- Hangul: 상궁
- Hanja: 尙宮
- RR: sanggung
- MR: sanggung

= Sanggung =

Historical Korean title for women

Sanggung was an official title of the senior 5th rank (Jeong 5 pum), the highest attainable for palace ladies during the Joseon period. Female officials with the title were assigned to govern the inner affairs of the palace. When a regular nain served for more than 15 years, she would be awarded with an ornamental hairpin for a sanggung. Therefore, a newly appointed sanggung was usually 35–45 years old. A court lady at the rank of sanggung was treated well enough to live in her own house with servants.

The title first appears in Goryeosa ('History of Goryeo'), a compiled book about the Goryeo period. In the chapter of the book titled Baekgwanji, regarding all official titles, there were posts named sanggung (managing the palace), sangchim (managing bedding), sangsik ( managing food), and another sangchim (managing sewing) during the reign of King Hyeonjong. The book also has another record that Lady Han was appointed as sanggung in March 1031, the 22nd year of the king's reign. These records prove that the sanggung system had existed since the Goryeo period.

As a system on Naemyŏngbu which refers to women at court with a rank including queen and lady-in-waiting was revised since the start of the Joseon period, female officers with the title, sanggung began to manage inner affairs of the court in general as the highest position of the gunggwan (literally a palace officer). The Naemyŏngbu was largely divided into naegwan (literally 'internal offices') and gunggwan according to Kyŏngguk taejŏn. The former refers to a king's concubines or a crown prince's consort while gunggwan are female officers with a rank.

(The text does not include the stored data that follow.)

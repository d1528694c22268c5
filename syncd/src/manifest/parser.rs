//! Manifest deserialisation.
//!
//! Parses the `manifest.json` document read from the manifest repository
//! into the validated [`Manifest`] type. Newtype validation runs during
//! deserialisation, so malformed digests or revisions are rejected at parse
//! time rather than when a mirror first touches them.

use super::model::Manifest;

/// File name of the manifest at the root of the manifest repository.
pub const MANIFEST_FILE: &str = "manifest.json";

/// Errors arising from manifest parsing.
#[derive(Debug, thiserror::Error)]
pub enum ManifestParseError {
    /// JSON deserialisation or field validation failed.
    #[error("manifest parse error: {0}")]
    Json(#[from] serde_json::Error),
}

/// Parse a JSON string into a validated [`Manifest`].
///
/// # Errors
///
/// Returns an error if the JSON is malformed, the repository section is
/// missing, or any field fails newtype validation.
///
/// # Examples
///
/// ```
/// use syncd::manifest::parse_manifest;
///
/// let json = concat!(
///     r#"{"images":[{"registry":"r","image":"a","digest":"sha256:AAA","tag":"v1"}],"#,
///     r#""charts":[],"#,
///     r#""yggdrasil_repository":{"commit":"deadbeefdeadbeefdeadbeefdeadbeefdeadbeef","repository":"git://src/y"}}"#,
/// );
/// let manifest = parse_manifest(json).expect("valid manifest");
/// assert_eq!(manifest.images()[0].tag(), Some("v1"));
/// assert_eq!(manifest.repository().commit().as_str(), "deadbeefdeadbeefdeadbeefdeadbeefdeadbeef");
/// ```
pub fn parse_manifest(json: &str) -> Result<Manifest, ManifestParseError> {
    Ok(serde_json::from_str(json)?)
}
//! Log backend set-up for the daemon binary.
//!
//! The library logs through the `log` facade only; this module installs
//! `env_logger` with a level derived from `-v`/`-q`. `RUST_LOG`, when set,
//! takes precedence.

use log::LevelFilter;

/// Maps the verbosity flags to a level filter.
///
/// # Examples
///
/// ```
/// use log::LevelFilter;
/// use syncd::logging::level_for;
///
/// assert_eq!(level_for(0, false), LevelFilter::Info);
/// assert_eq!(level_for(1, false), LevelFilter::Debug);
/// assert_eq!(level_for(0, true), LevelFilter::Warn);
/// ```
#[must_use]
pub const fn level_for(verbosity: u8, quiet: bool) -> LevelFilter {
    if quiet {
        return LevelFilter::Warn;
    }
    match verbosity {
        0 => LevelFilter::Info,
        1 => LevelFilter::Debug,
        _ => LevelFilter::Trace,
    }
}

/// Installs the global logger.
///
/// # Errors
///
/// Returns an error if a logger has already been installed.
pub fn init(verbosity: u8, quiet: bool) -> Result<(), log::SetLoggerError> {
    env_logger::Builder::new()
        .filter_level(level_for(verbosity, quiet))
        .parse_default_env()
        .format_timestamp_secs()
        .try_init()
}
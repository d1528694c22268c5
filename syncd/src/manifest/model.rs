//! Manifest schema types.
//!
//! The manifest lives at the root of the manifest repository as
//! `manifest.json`:
//!
//! ```json
//! {
//!   "charts": [{"chart": "web", "digest": "...", "version": "1.0"}],
//!   "images": [{"digest": "sha256:...", "image": "a", "registry": "r", "tag": "v1"}],
//!   "yggdrasil_repository": {"commit": "deadbeefdeadbeefdeadbeefdeadbeefdeadbeef", "repository": "git://src/y"}
//! }
//! ```
//!
//! Unknown top-level keys are ignored so that the same document can carry
//! data for other tooling.

use super::commit_id::Revision;
use super::digest::{ImageDigest, Sha256Digest};
use serde::Deserialize;
use std::fmt;

/// The desired state for one synchronisation pass.
///
/// # Examples
///
/// ```
/// use syncd::manifest::{ImageEntry, ImageDigest, Manifest, RepositoryReference, Revision};
///
/// let manifest = Manifest::new(
///     vec![ImageEntry::new("r", "a", ImageDigest::try_from("sha256:AAA").expect("digest"), Some("v1"))],
///     Vec::new(),
///     RepositoryReference::new(Revision::try_from("deadbeefdeadbeefdeadbeefdeadbeefdeadbeef").expect("revision"), "git://src/y"),
/// );
/// assert_eq!(manifest.images().len(), 1);
/// assert!(manifest.charts().is_empty());
/// ```
#[derive(Debug, Clone, PartialEq, Eq, Deserialize)]
pub struct Manifest {
    #[serde(default)]
    images: Vec<ImageEntry>,
    #[serde(default)]
    charts: Vec<ChartEntry>,
    yggdrasil_repository: RepositoryReference,
}

impl Manifest {
    /// Assembles a manifest from its three sections.
    #[must_use]
    pub fn new(
        images: Vec<ImageEntry>,
        charts: Vec<ChartEntry>,
        yggdrasil_repository: RepositoryReference,
    ) -> Self {
        Self {
            images,
            charts,
            yggdrasil_repository,
        }
    }

    /// Images to mirror, in manifest order.
    #[must_use]
    pub fn images(&self) -> &[ImageEntry] {
        &self.images
    }

    /// Charts to mirror, in manifest order.
    #[must_use]
    pub fn charts(&self) -> &[ChartEntry] {
        &self.charts
    }

    /// The satellite repository commit to mirror.
    #[must_use]
    pub fn repository(&self) -> &RepositoryReference {
        &self.yggdrasil_repository
    }
}

/// One container image, addressed by digest.
#[derive(Debug, Clone, PartialEq, Eq, Deserialize)]
pub struct ImageEntry {
    registry: String,
    image: String,
    digest: ImageDigest,
    #[serde(default)]
    tag: Option<String>,
}

impl ImageEntry {
    /// Creates an entry; an empty `tag` is treated as no tag.
    #[must_use]
    pub fn new(
        registry: impl Into<String>,
        image: impl Into<String>,
        digest: ImageDigest,
        tag: Option<&str>,
    ) -> Self {
        Self {
            registry: registry.into(),
            image: image.into(),
            digest,
            tag: tag.map(str::to_owned),
        }
    }

    /// Registry namespace, e.g. `docker.io`.
    #[must_use]
    pub fn registry(&self) -> &str {
        &self.registry
    }

    /// Repository path of the image inside the registry namespace.
    #[must_use]
    pub fn image(&self) -> &str {
        &self.image
    }

    /// Content digest used to pull the image.
    #[must_use]
    pub fn digest(&self) -> &ImageDigest {
        &self.digest
    }

    /// Tag used to name the pushed copy, if any.
    #[must_use]
    pub fn tag(&self) -> Option<&str> {
        self.tag.as_deref().filter(|tag| !tag.is_empty())
    }
}

impl fmt::Display for ImageEntry {
    fn fmt(&self, f: &mut fmt::Formatter<'_>) -> fmt::Result {
        write!(f, "{}/{}@{}", self.registry, self.image, self.digest)?;
        if let Some(tag) = self.tag() {
            write!(f, " (tag {tag})")?;
        }
        Ok(())
    }
}

/// One packaged chart with its expected archive digest.
#[derive(Debug, Clone, PartialEq, Eq, Deserialize)]
pub struct ChartEntry {
    chart: String,
    version: String,
    digest: Sha256Digest,
}

impl ChartEntry {
    /// Creates an entry.
    #[must_use]
    pub fn new(chart: impl Into<String>, version: impl Into<String>, digest: Sha256Digest) -> Self {
        Self {
            chart: chart.into(),
            version: version.into(),
            digest,
        }
    }

    /// Chart name.
    #[must_use]
    pub fn chart(&self) -> &str {
        &self.chart
    }

    /// Chart semantic version.
    #[must_use]
    pub fn version(&self) -> &str {
        &self.version
    }

    /// Expected SHA-256 of the chart archive.
    #[must_use]
    pub fn digest(&self) -> &Sha256Digest {
        &self.digest
    }

    /// Archive file name in a chart repository: `{chart}-{version}.tgz`.
    #[must_use]
    pub fn archive_name(&self) -> String {
        format!("{}-{}.tgz", self.chart, self.version)
    }
}

impl fmt::Display for ChartEntry {
    fn fmt(&self, f: &mut fmt::Formatter<'_>) -> fmt::Result {
        write!(f, "{} {}", self.chart, self.version)
    }
}

/// The satellite repository commit mirrored into the destination mainline.
#[derive(Debug, Clone, PartialEq, Eq, Deserialize)]
pub struct RepositoryReference {
    commit: Revision,
    #[serde(default)]
    repository: String,
}

impl RepositoryReference {
    /// Creates a reference to `commit`, published upstream at `repository`.
    #[must_use]
    pub fn new(commit: Revision, repository: impl Into<String>) -> Self {
        Self {
            commit,
            repository: repository.into(),
        }
    }

    /// Commit hash or ref to mirror.
    #[must_use]
    pub fn commit(&self) -> &Revision {
        &self.commit
    }

    /// Upstream repository URL recorded in the manifest.
    #[must_use]
    pub fn repository(&self) -> &str {
        &self.repository
    }
}

#[cfg(test)]
mod tests {
    use super::*;
    use rstest::rstest;

    fn digest() -> ImageDigest {
        ImageDigest::try_from("sha256:AAA").expect("valid digest")
    }

    #[rstest]
    #[case::absent(None, None)]
    #[case::empty(Some(""), None)]
    #[case::present(Some("v1"), Some("v1"))]
    fn empty_tag_means_no_tag(#[case] tag: Option<&str>, #[case] expected: Option<&str>) {
        let entry = ImageEntry::new("r", "a", digest(), tag);
        assert_eq!(entry.tag(), expected);
    }

    #[test]
    fn image_display_names_coordinates_and_tag() {
        let entry = ImageEntry::new("r", "a", digest(), Some("v1"));
        assert_eq!(entry.to_string(), "r/a@sha256:AAA (tag v1)");
    }

    #[test]
    fn chart_archive_name_joins_name_and_version() {
        let entry = ChartEntry::new("web", "1.0", Sha256Digest::of_bytes(b"chart"));
        assert_eq!(entry.archive_name(), "web-1.0.tgz");
        assert_eq!(entry.to_string(), "web 1.0");
    }
}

The social status of sanggung generally belonged to the yangin (common people) class, distinguished from naegwan in policy.

== Types of sanggung ==
- Jejo sanggung – also called Keunbang sanggung. They had the highest position among Kungnyŏ, and they were responsible for the management of properties. They served the king with many other ladies-in-waiting in his palace, received the king's orders and held political power.
- Bujejo sanggung – also called Arigo sanggung; they managed the properties in the warehouse of the palace.
- Jimil sanggung – also called Daeryeong sanggung; they waited closely on the king.
- Bomo sanggung – literally 'a nurse sanggung'; they took care of the princes and princesses.
- Sinyeo sanggung – literally 'a maid-in-waiting sanggung'; they assisted jimil saggung with books and ceremony.
- Gamchal sanggung – literally 'an inspector sanggung'; they inspected and gave out punishments to kungnyŏ.